Because the left has been so successful at applying selective intolerance against conservatives, Ahmari argues, “[c]onservatives should approach the culture war with a similar realism. Civility and decency are secondary values. They regulate compliance with an established order and orthodoxy. We should seek to use these values to enforce our order and our orthodoxy, not pretend that they could ever be neutral.” In other words, like Marcuse, he advocates for an intolerance of the values of what he sees as the dominant forces of society, and aims to inspire a new ideological insurgency that starts with a rejection of the liberal premise of “pure tolerance.”

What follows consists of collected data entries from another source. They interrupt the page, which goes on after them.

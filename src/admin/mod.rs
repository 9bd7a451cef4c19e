//! Admin API.
//!
//! Read-only views of the gateway's registries plus agent invalidation,
//! served on a separate bind address behind a Bearer token.

pub mod auth;
pub mod handlers;

use axum::{
    middleware,
    routing::{get, post},
    Router,
};
use std::sync::Arc;

use crate::gateway::Gateway;
use self::auth::{admin_auth_middleware, AdminKey};
use self::handlers::*;

#[derive(Clone)]
pub struct AdminState {
    pub gateway: Gateway,
}

pub fn setup_admin_router(gateway: Gateway, api_key: &str) -> Router {
    let key = AdminKey(Arc::from(api_key));
    Router::new()
        .route("/admin/status", get(get_status))
        .route("/admin/breakers", get(get_breakers))
        .route("/admin/caches", get(get_caches))
        .route("/admin/agents", get(get_agents))
        .route("/admin/agents/{tenant}/invalidate", post(invalidate_agent))
        .route("/admin/sessions", get(get_sessions))
        .layer(middleware::from_fn_with_state(key, admin_auth_middleware))
        .with_state(AdminState { gateway })
}
//! Hot reload of downstream endpoints.
//!
//! # Responsibilities
//! - Watch the config file and re-load it on change
//! - Forward only validated configs
//! - Apply the new service table to the running gateway
//!
//! # Design Decisions
//! - A broken edit is logged and ignored; the running config stays in place
//! - Unchanged service tables are not re-applied (editors emit several events per save)

use notify::{Config, Event, RecommendedWatcher, RecursiveMode, Watcher};
use std::path::{Path, PathBuf};
use std::time::Duration;
use tokio::sync::{broadcast, mpsc};

use crate::config::loader::load_config;
use crate::config::schema::{GatewayConfig, ServiceConfig};
use crate::gateway::Gateway;

/// Sends a freshly validated config on every relevant file event.
pub struct ConfigWatcher {
    path: PathBuf,
    update_tx: mpsc::UnboundedSender<GatewayConfig>,
}

impl ConfigWatcher {
    /// Returns the watcher and the receiving end of its updates.
    pub fn new(path: &Path) -> (Self, mpsc::UnboundedReceiver<GatewayConfig>) {
        let (update_tx, update_rx) = mpsc::unbounded_channel();
        (
            Self {
                path: path.to_path_buf(),
                update_tx,
            },
            update_rx,
        )
    }

    /// Start watching. Keep the returned handle alive as long as reloads are wanted.
    pub fn run(self) -> Result<RecommendedWatcher, notify::Error> {
        let tx = self.update_tx;
        let path = self.path.clone();

        let mut watcher = RecommendedWatcher::new(
            move |res: notify::Result<Event>| match res {
                Ok(event) if event.kind.is_modify() || event.kind.is_create() => {
                    match load_config(&path) {
                        Ok(config) => {
                            tracing::info!(path = ?path, "Config file changed, reloaded");
                            let _ = tx.send(config);
                        }
                        Err(e) => {
                            tracing::error!(error = %e, "Config reload rejected, keeping current configuration");
                        }
                    }
                }
                Ok(_) => {}
                Err(e) => tracing::error!(error = ?e, "Config watch error"),
            },
            Config::default().with_poll_interval(Duration::from_secs(2)),
        )?;

        watcher.watch(&self.path, RecursiveMode::NonRecursive)?;
        tracing::info!(path = ?self.path, "Config watcher started");
        Ok(watcher)
    }
}

/// Apply reloaded service tables to `gateway` until shutdown or the
/// watcher goes away.
pub async fn apply_updates(
    gateway: Gateway,
    mut updates: mpsc::UnboundedReceiver<GatewayConfig>,
    mut shutdown: broadcast::Receiver<()>,
) {
    let mut current: Vec<ServiceConfig> = gateway.config().services.clone();
    loop {
        tokio::select! {
            update = updates.recv() => {
                let Some(config) = update else { break };
                if config.services == current {
                    tracing::debug!("Reloaded config has unchanged services, nothing to apply");
                    continue;
                }
                gateway.update_services(&config.services);
                current = config.services;
            }
            _ = shutdown.recv() => break,
        }
    }
    tracing::info!("Config updates stopped");
}

#[cfg(test)]
mod tests {
    use super::*;
    use crate::engine::ReasoningEngine;
    use std::sync::Arc;

    struct NoEngine;

    impl ReasoningEngine for NoEngine {
        fn handle<'a>(
            &'a self,
            _message: &'a str,
            _session_id: &'a str,
            _context: &'a crate::agents::TenantContext,
            _toolbox: &'a crate::engine::Toolbox,
        ) -> futures_util::future::BoxFuture<'a, crate::client::types::GatewayResult<String>> {
            Box::pin(async { Ok(String::new()) })
        }
    }

    #[tokio::test]
    async fn test_updates_swap_service_table() {
        let gateway = Gateway::with_engine(GatewayConfig::default(), Arc::new(NoEngine)).unwrap();
        let (tx, rx) = mpsc::unbounded_channel();
        let (shutdown_tx, shutdown_rx) = broadcast::channel(1);
        let task = tokio::spawn(apply_updates(gateway.clone(), rx, shutdown_rx));

        let mut config = GatewayConfig::default();
        config.services.push(ServiceConfig {
            name: "informacion".into(),
            url: "http://127.0.0.1:9100/ws".into(),
        });
        tx.send(config).unwrap();

        for _ in 0..50 {
            if gateway.client().directory().get("informacion").is_some() {
                break;
            }
            tokio::time::sleep(Duration::from_millis(10)).await;
        }
        assert_eq!(gateway.client().directory().names(), vec!["informacion".to_string()]);

        shutdown_tx.send(()).unwrap();
        task.await.unwrap();
    }
}
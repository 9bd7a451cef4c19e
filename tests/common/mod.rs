//! Shared utilities for integration tests.

#![allow(dead_code)]

use agent_gateway::config::{GatewayConfig, ServiceConfig};
use agent_gateway::engine::ReasoningEngine;
use agent_gateway::{Gateway, HttpServer, Shutdown};
use axum::{extract::State, http::StatusCode, Json, Router};
use serde_json::Value;
use std::future::Future;
use std::net::SocketAddr;
use std::pin::Pin;
use std::sync::atomic::{AtomicU32, Ordering};
use std::sync::Arc;
use std::time::Duration;
use tokio::net::TcpListener;

type Reply = Pin<Box<dyn Future<Output = (u16, Value)> + Send>>;
type Handler = Arc<dyn Fn(Value) -> Reply + Send + Sync>;

/// Start a JSON backend on an ephemeral port. Every POST body is handed to `f`.
pub async fn start_json_backend<F, Fut>(f: F) -> SocketAddr
where
    F: Fn(Value) -> Fut + Send + Sync + 'static,
    Fut: Future<Output = (u16, Value)> + Send + 'static,
{
    let handler: Handler = Arc::new(move |body| -> Reply { Box::pin(f(body)) });
    let app = Router::new()
        .fallback(|State(handler): State<Handler>, Json(body): Json<Value>| async move {
            let (status, body) = handler(body).await;
            (StatusCode::from_u16(status).unwrap_or(StatusCode::OK), Json(body))
        })
        .with_state(handler);

    let listener = TcpListener::bind("127.0.0.1:0").await.unwrap();
    let addr = listener.local_addr().unwrap();
    tokio::spawn(async move {
        let _ = axum::serve(listener, app).await;
    });
    addr
}

/// Backend answering every request with the same body, counting calls.
pub async fn start_fixed_backend(status: u16, body: Value) -> (SocketAddr, Arc<AtomicU32>) {
    let calls = Arc::new(AtomicU32::new(0));
    let counter = calls.clone();
    let addr = start_json_backend(move |_| {
        counter.fetch_add(1, Ordering::SeqCst);
        let body = body.clone();
        async move { (status, body) }
    })
    .await;
    (addr, calls)
}

/// Backend that accepts connections and closes them without answering.
pub async fn start_dropping_backend() -> (SocketAddr, Arc<AtomicU32>) {
    let listener = TcpListener::bind("127.0.0.1:0").await.unwrap();
    let addr = listener.local_addr().unwrap();
    let accepted = Arc::new(AtomicU32::new(0));
    let counter = accepted.clone();

    tokio::spawn(async move {
        loop {
            match listener.accept().await {
                Ok((socket, _)) => {
                    counter.fetch_add(1, Ordering::SeqCst);
                    drop(socket);
                }
                Err(_) => break,
            }
        }
    });
    (addr, accepted)
}

/// An address nothing listens on.
pub async fn dead_addr() -> SocketAddr {
    let listener = TcpListener::bind("127.0.0.1:0").await.unwrap();
    listener.local_addr().unwrap()
}

pub fn service(name: &str, addr: SocketAddr) -> ServiceConfig {
    ServiceConfig {
        name: name.to_string(),
        url: format!("http://{}/ws", addr),
    }
}

/// Defaults tuned for fast tests.
pub fn test_config() -> GatewayConfig {
    let mut config = GatewayConfig::default();
    config.retries.wait_min_ms = 10;
    config.retries.wait_max_ms = 20;
    config.client.timeout_secs = 2;
    config.client.connect_timeout_secs = 1;
    config.timeouts.request_secs = 10;
    config.observability.metrics_enabled = false;
    config
}

pub struct TestGateway {
    pub addr: SocketAddr,
    pub gateway: Gateway,
    pub shutdown: Shutdown,
}

impl TestGateway {
    pub fn url(&self) -> String {
        format!("http://{}", self.addr)
    }
}

impl Drop for TestGateway {
    fn drop(&mut self) {
        self.shutdown.trigger();
    }
}

async fn serve(gateway: Gateway) -> TestGateway {
    let listener = TcpListener::bind("127.0.0.1:0").await.unwrap();
    let addr = listener.local_addr().unwrap();
    let shutdown = Shutdown::new();
    let server = HttpServer::new(gateway.clone());
    let stop = shutdown.subscribe();
    tokio::spawn(async move {
        let _ = server.run(listener, stop).await;
    });
    tokio::time::sleep(Duration::from_millis(50)).await;
    TestGateway { addr, gateway, shutdown }
}

/// Gateway with its remote engine at `config.engine.url`, served on an ephemeral port.
pub async fn start_gateway(config: GatewayConfig) -> TestGateway {
    serve(Gateway::new(config).unwrap()).await
}

/// Gateway around an in-process engine.
pub async fn start_gateway_with_engine(config: GatewayConfig, engine: Arc<dyn ReasoningEngine>) -> TestGateway {
    serve(Gateway::with_engine(config, engine).unwrap()).await
}
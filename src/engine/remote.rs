//! HTTP-backed reasoning engine.

use futures_util::future::BoxFuture;
use futures_util::FutureExt;
use serde_json::json;
use url::Url;

use crate::agents::TenantContext;
use crate::client::shared::SharedClient;
use crate::client::types::{GatewayError, GatewayResult};
use crate::engine::{ReasoningEngine, Toolbox};

const OPERATION: &str = "engine_turn";

/// Forwards each turn to an engine service.
///
/// A turn mutates conversation state on the engine side, so it is sent
/// exactly once and never retried.
#[derive(Debug, Clone)]
pub struct RemoteEngine {
    client: SharedClient,
    url: Url,
}

impl RemoteEngine {
    pub fn new(client: SharedClient, url: Url) -> Self {
        Self { client, url }
    }

    async fn turn(
        &self,
        message: &str,
        session_id: &str,
        context: &TenantContext,
    ) -> GatewayResult<String> {
        let body = json!({
            "message": message,
            "session_id": session_id,
            "tenant_id": context.tenant_id,
            "context": context.sections,
            "degraded": context.degraded,
        });

        let response = self
            .client
            .post_json(OPERATION, self.url.clone(), &body)
            .await?;
        let status = response.status;
        let body = response.into_body(OPERATION)?;

        body.get("reply")
            .and_then(|reply| reply.as_str())
            .map(str::to_string)
            .ok_or_else(|| GatewayError::Remote {
                operation: OPERATION.to_string(),
                status,
                message: "engine response has no 'reply' field".to_string(),
            })
    }
}

impl ReasoningEngine for RemoteEngine {
    fn handle<'a>(
        &'a self,
        message: &'a str,
        session_id: &'a str,
        context: &'a TenantContext,
        _toolbox: &'a Toolbox,
    ) -> BoxFuture<'a, GatewayResult<String>> {
        self.turn(message, session_id, context).boxed()
    }
}
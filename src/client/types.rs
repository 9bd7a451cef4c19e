//! Request/response types and the error taxonomy shared by every outbound path.

use serde::{Deserialize, Serialize};
use std::fmt;
use std::sync::Arc;
use std::time::Duration;
use thiserror::Error;

/// Identifier scoping breaker and cache state.
///
/// Usually a tenant id; shared-infrastructure endpoints use [`PartitionKey::global`].
#[derive(Debug, Clone, PartialEq, Eq, Hash, PartialOrd, Ord)]
pub struct PartitionKey(Arc<str>);

impl PartitionKey {
    pub const GLOBAL: &'static str = "global";

    pub fn new(key: impl AsRef<str>) -> Self {
        Self(Arc::from(key.as_ref()))
    }

    /// Partition for endpoints not owned by any single tenant.
    pub fn global() -> Self {
        Self::new(Self::GLOBAL)
    }

    pub fn as_str(&self) -> &str {
        &self.0
    }
}

impl fmt::Display for PartitionKey {
    fn fmt(&self, f: &mut fmt::Formatter<'_>) -> fmt::Result {
        f.write_str(&self.0)
    }
}

impl From<&str> for PartitionKey {
    fn from(key: &str) -> Self {
        Self::new(key)
    }
}

impl From<String> for PartitionKey {
    fn from(key: String) -> Self {
        Self(Arc::from(key))
    }
}

/// A request to a downstream service.
///
/// The wire body is a flat JSON object: the operation code under the
/// configured discriminant field, plus `fields`.
#[derive(Debug, Clone, Serialize, Deserialize)]
pub struct OperationRequest {
    /// Configured service name (resolved to a URL by the shared client).
    pub service: String,
    /// Operation code carried in the body.
    pub operation: String,
    /// Remaining body fields, opaque to the gateway.
    #[serde(default)]
    pub fields: serde_json::Map<String, serde_json::Value>,
}

impl OperationRequest {
    pub fn new(service: impl Into<String>, operation: impl Into<String>) -> Self {
        Self {
            service: service.into(),
            operation: operation.into(),
            fields: serde_json::Map::new(),
        }
    }

    /// Add a body field.
    pub fn field(mut self, name: impl Into<String>, value: impl Into<serde_json::Value>) -> Self {
        self.fields.insert(name.into(), value.into());
        self
    }

    /// Build the JSON body with the operation code under `operation_field`.
    pub fn to_body(&self, operation_field: &str) -> serde_json::Value {
        let mut body = self.fields.clone();
        body.insert(
            operation_field.to_string(),
            serde_json::Value::String(self.operation.clone()),
        );
        serde_json::Value::Object(body)
    }
}

/// Any response received from the wire, whatever its status.
#[derive(Debug, Clone, PartialEq, Serialize, Deserialize)]
pub struct RemoteResponse {
    pub status: u16,
    pub body: serde_json::Value,
}

impl RemoteResponse {
    /// True for 2xx responses whose body carries `"success": true`.
    ///
    /// Downstream services always state the outcome; a body without the flag
    /// is not trusted as a success.
    pub fn is_success(&self) -> bool {
        self.is_ok_status() && self.body.get("success").and_then(|v| v.as_bool()) == Some(true)
    }

    pub fn is_ok_status(&self) -> bool {
        (200..300).contains(&self.status)
    }

    /// Interpret a downstream service response, turning error statuses and
    /// bodies without `"success": true` into [`GatewayError::Remote`].
    pub fn into_result(self, operation: &str) -> GatewayResult<serde_json::Value> {
        if self.is_success() {
            return Ok(self.body);
        }
        Err(self.into_remote_error(operation))
    }

    /// Like [`RemoteResponse::into_result`] but only the status is checked.
    pub fn into_body(self, operation: &str) -> GatewayResult<serde_json::Value> {
        if self.is_ok_status() {
            return Ok(self.body);
        }
        Err(self.into_remote_error(operation))
    }

    fn into_remote_error(self, operation: &str) -> GatewayError {
        let message = self
            .body
            .get("message")
            .or_else(|| self.body.get("error"))
            .and_then(|v| v.as_str())
            .map(str::to_string)
            .unwrap_or_else(|| format!("status {}", self.status));
        GatewayError::Remote {
            operation: operation.to_string(),
            status: self.status,
            message,
        }
    }
}

/// Network-level failure classes.
#[derive(Debug, Clone, Copy, PartialEq, Eq, Serialize)]
#[serde(rename_all = "snake_case")]
pub enum TransportKind {
    Timeout,
    Connect,
    Other,
}

impl fmt::Display for TransportKind {
    fn fmt(&self, f: &mut fmt::Formatter<'_>) -> fmt::Result {
        match self {
            TransportKind::Timeout => f.write_str("timeout"),
            TransportKind::Connect => f.write_str("connect"),
            TransportKind::Other => f.write_str("other"),
        }
    }
}

/// Errors surfaced by the gateway core.
#[derive(Debug, Clone, Error)]
pub enum GatewayError {
    /// Connectivity failure or per-call timeout. Retryable; drives breakers.
    #[error("transport error ({kind}) calling {operation}: {message}")]
    Transport {
        operation: String,
        kind: TransportKind,
        message: String,
    },

    /// Well-formed error response from downstream.
    #[error("remote error from {operation} (status {status}): {message}")]
    Remote {
        operation: String,
        status: u16,
        message: String,
    },

    /// Fast-fail: the breaker for this partition is open.
    #[error("circuit breaker '{breaker}' open for partition {partition}")]
    BreakerOpen { breaker: String, partition: String },

    /// Malformed input rejected before any call.
    #[error("validation failed: {0}")]
    Validation(String),

    /// The overall request deadline elapsed.
    #[error("deadline of {0:?} exceeded")]
    Timeout(Duration),
}

impl GatewayError {
    /// Classify a reqwest failure. Only called for errors raised before or
    /// while reading a response, so every one of them is a transport failure.
    pub fn from_reqwest(operation: &str, err: &reqwest::Error) -> Self {
        let kind = if err.is_timeout() {
            TransportKind::Timeout
        } else if err.is_connect() {
            TransportKind::Connect
        } else {
            TransportKind::Other
        };
        GatewayError::Transport {
            operation: operation.to_string(),
            kind,
            message: err.to_string(),
        }
    }

    pub fn is_transport(&self) -> bool {
        matches!(self, GatewayError::Transport { .. })
    }

    /// Short label for metrics and logs.
    pub fn kind(&self) -> &'static str {
        match self {
            GatewayError::Transport { .. } => "transport",
            GatewayError::Remote { .. } => "remote",
            GatewayError::BreakerOpen { .. } => "breaker_open",
            GatewayError::Validation(_) => "validation",
            GatewayError::Timeout(_) => "timeout",
        }
    }
}

/// Result type for gateway operations.
pub type GatewayResult<T> = Result<T, GatewayError>;
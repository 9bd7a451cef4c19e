//! agent-gateway
//!
//! Resilient, multi-tenant front for a reasoning engine and its slow
//! downstream services.
//!
//! # Architecture Overview
//!
//! ```text
//!   POST /v1/chat
//!        │
//!        ▼
//!   ┌──────────┐   ┌───────────────────┐   ┌──────────────────┐
//!   │   http   │──▶│ gateway           │──▶│ agents           │
//!   │  server  │   │ validate/deadline │   │ handle cache     │
//!   └──────────┘   └─────────┬─────────┘   └────────┬─────────┘
//!                            │                      │ parallel context reads
//!                            ▼                      ▼
//!                  ┌───────────────────┐   ┌──────────────────┐
//!                  │ sessions          │   │ cache (TTL +     │
//!                  │ per-session FIFO  │   │ single-flight)   │
//!                  └─────────┬─────────┘   └────────┬─────────┘
//!                            ▼                      ▼
//!                  ┌───────────────────┐   ┌──────────────────┐
//!                  │ engine + toolbox  │──▶│ resilience       │
//!                  │ reads / writes    │   │ breaker + retry  │
//!                  └─────────┬─────────┘   └────────┬─────────┘
//!                            │ writes (single shot) │
//!                            ▼                      ▼
//!                  ┌──────────────────────────────────────────┐
//!                  │ client::SharedClient (pooled reqwest)    │──▶ downstream services
//!                  └──────────────────────────────────────────┘
//! ```

use clap::Parser;
use std::path::PathBuf;

use agent_gateway::config::{load_config, GatewayConfig, CONFIG_ENV};
use agent_gateway::lifecycle::startup;
use agent_gateway::observability::logging;

#[derive(Parser)]
#[command(name = "agent-gateway", version, about = "Resilient multi-tenant agent gateway")]
struct Args {
    /// Path to the TOML config file (falls back to $GATEWAY_CONFIG, then defaults).
    #[arg(short, long)]
    config: Option<PathBuf>,
}

#[tokio::main]
async fn main() -> Result<(), Box<dyn std::error::Error>> {
    let args = Args::parse();
    let path = args
        .config
        .or_else(|| std::env::var_os(CONFIG_ENV).map(PathBuf::from));

    let config = match &path {
        Some(path) => load_config(path)?,
        None => GatewayConfig::default(),
    };

    logging::init_logging(&config.observability);
    tracing::info!(
        version = env!("CARGO_PKG_VERSION"),
        config = ?path,
        "agent-gateway starting"
    );

    startup::run(config, path).await
}
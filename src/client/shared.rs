//! Shared outbound HTTP client.
//!
//! # Responsibilities
//! - Own the process-wide connection pool (one `reqwest::Client`)
//! - Resolve service names to endpoint URLs
//! - Send one request, classify raw failures into the gateway taxonomy
//!
//! # Design Decisions
//! - A single attempt per `send`; retry and breaker logic live in `resilience`
//! - Any received response is returned as-is, status interpretation is the caller's
//! - Endpoint table sits behind `ArcSwap` so reloads never block in-flight calls

use arc_swap::ArcSwap;
use std::collections::HashMap;
use std::sync::Arc;
use std::time::Duration;
use url::Url;

use crate::client::types::{GatewayError, GatewayResult, OperationRequest, RemoteResponse};
use crate::config::{ClientConfig, ServiceConfig};

/// Service name -> endpoint URL.
#[derive(Debug, Clone, Default)]
pub struct ServiceDirectory {
    endpoints: HashMap<String, Url>,
}

impl ServiceDirectory {
    /// Build from config; entries with invalid URLs are skipped with a warning.
    pub fn from_config(services: &[ServiceConfig]) -> Self {
        let mut endpoints = HashMap::new();
        for service in services {
            match Url::parse(&service.url) {
                Ok(url) => {
                    endpoints.insert(service.name.clone(), url);
                }
                Err(e) => {
                    tracing::warn!(service = %service.name, url = %service.url, error = %e, "Ignoring invalid service URL");
                }
            }
        }
        Self { endpoints }
    }

    pub fn get(&self, service: &str) -> Option<&Url> {
        self.endpoints.get(service)
    }

    pub fn names(&self) -> Vec<String> {
        let mut names: Vec<_> = self.endpoints.keys().cloned().collect();
        names.sort();
        names
    }
}

/// Pooled outbound client, one per process.
#[derive(Clone)]
pub struct SharedClient {
    http: reqwest::Client,
    directory: Arc<ArcSwap<ServiceDirectory>>,
    operation_field: Arc<str>,
}

impl SharedClient {
    /// Build the pooled client.
    pub fn new(config: &ClientConfig, services: &[ServiceConfig]) -> Result<Self, reqwest::Error> {
        let http = reqwest::Client::builder()
            .timeout(Duration::from_secs(config.timeout_secs))
            .connect_timeout(Duration::from_secs(config.connect_timeout_secs))
            .pool_max_idle_per_host(config.pool_max_idle_per_host)
            .pool_idle_timeout(Duration::from_secs(config.pool_idle_timeout_secs))
            .user_agent(config.user_agent.clone())
            .build()?;

        let directory = ServiceDirectory::from_config(services);
        tracing::info!(
            services = ?directory.names(),
            timeout_secs = config.timeout_secs,
            pool_max_idle_per_host = config.pool_max_idle_per_host,
            "Shared client initialized"
        );

        Ok(Self {
            http,
            directory: Arc::new(ArcSwap::from_pointee(directory)),
            operation_field: Arc::from(config.operation_field.as_str()),
        })
    }

    /// Replace the endpoint table (config reload).
    pub fn update_services(&self, services: &[ServiceConfig]) {
        let directory = ServiceDirectory::from_config(services);
        tracing::info!(services = ?directory.names(), "Service endpoints updated");
        self.directory.store(Arc::new(directory));
    }

    /// Current endpoint table.
    pub fn directory(&self) -> Arc<ServiceDirectory> {
        self.directory.load_full()
    }

    /// Send one operation to its service. Exactly one network attempt.
    pub async fn send(&self, request: &OperationRequest) -> GatewayResult<RemoteResponse> {
        let url = self
            .directory
            .load()
            .get(&request.service)
            .cloned()
            .ok_or_else(|| {
                GatewayError::Validation(format!("unknown service '{}'", request.service))
            })?;

        let body = request.to_body(&self.operation_field);
        tracing::debug!(
            service = %request.service,
            operation = %request.operation,
            url = %url,
            "Sending downstream request"
        );
        self.post_json(&request.operation, url, &body).await
    }

    /// POST a JSON body to an explicit URL. Exactly one network attempt.
    pub async fn post_json(
        &self,
        operation: &str,
        url: Url,
        body: &serde_json::Value,
    ) -> GatewayResult<RemoteResponse> {
        let response = self
            .http
            .post(url)
            .header(reqwest::header::ACCEPT, "application/json")
            .json(body)
            .send()
            .await
            .map_err(|e| GatewayError::from_reqwest(operation, &e))?;

        let status = response.status().as_u16();
        let bytes = response
            .bytes()
            .await
            .map_err(|e| GatewayError::from_reqwest(operation, &e))?;

        // Non-JSON bodies are kept as text; they are still a received response.
        let body = serde_json::from_slice(&bytes).unwrap_or_else(|_| {
            serde_json::Value::String(String::from_utf8_lossy(&bytes).into_owned())
        });

        Ok(RemoteResponse { status, body })
    }
}

impl std::fmt::Debug for SharedClient {
    fn fmt(&self, f: &mut std::fmt::Formatter<'_>) -> std::fmt::Result {
        f.debug_struct("SharedClient")
            .field("services", &self.directory.load().names())
            .field("operation_field", &self.operation_field)
            .finish()
    }
}

#[cfg(test)]
mod tests {
    use super::*;

    fn services() -> Vec<ServiceConfig> {
        vec![
            ServiceConfig { name: "informacion".into(), url: "http://127.0.0.1:1/info".into() },
            ServiceConfig { name: "broken".into(), url: "::nope::".into() },
        ]
    }

    #[test]
    fn test_directory_skips_invalid_urls() {
        let directory = ServiceDirectory::from_config(&services());
        assert!(directory.get("informacion").is_some());
        assert!(directory.get("broken").is_none());
        assert_eq!(directory.names(), vec!["informacion".to_string()]);
    }

    #[tokio::test]
    async fn test_unknown_service_is_validation_error() {
        let client = SharedClient::new(&ClientConfig::default(), &services()).unwrap();
        let err = client
            .send(&OperationRequest::new("missing", "OP"))
            .await
            .unwrap_err();
        assert!(matches!(err, GatewayError::Validation(_)));
    }

    #[tokio::test]
    async fn test_connection_refused_is_transport_error() {
        let client = SharedClient::new(&ClientConfig::default(), &services()).unwrap();
        let err = client
            .send(&OperationRequest::new("informacion", "OP"))
            .await
            .unwrap_err();
        assert!(err.is_transport(), "got {:?}", err);
    }

    #[test]
    fn test_update_services_swaps_table() {
        let client = SharedClient::new(&ClientConfig::default(), &services()).unwrap();
        client.update_services(&[ServiceConfig {
            name: "calendario".into(),
            url: "http://127.0.0.1:2/cal".into(),
        }]);
        let directory = client.directory();
        assert!(directory.get("informacion").is_none());
        assert!(directory.get("calendario").is_some());
    }
}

In my previous post, I observed that the intellectuals of the Frankfurt School have a more ambiguous relationship to the stances of the contemporary right than is usually assumed (including by those on the right themselves, most of whom ostensibly detest figures like Marcuse). For example, the late Andrew Breitbart blamed the Frankfurt School for seeing “cultural Marxism” in American culture – but also covertly borrowed from their critique of the culture industry in devising his strategies to combat the “Democrat-Media Complex.” Similarly, Marcuse’s “Repressive Tolerance,” which argues from the left’s position of cultural and ideological marginality that those seeking to challenge the dominant ideological regime must discard small-l liberal ideals, is now more materially and institutionally aligned with insurgent forces on the right than with any groups on the left. 

2 replies on “Right Marcuseanism”

Great analysis. I would only add that a future ruler might one day need tolerance, not as a reflection of a civilized society’s sophisticated pluralism but a dogma necessarily enforced to maintain order and keep fragmented society’s base political tendencies in check.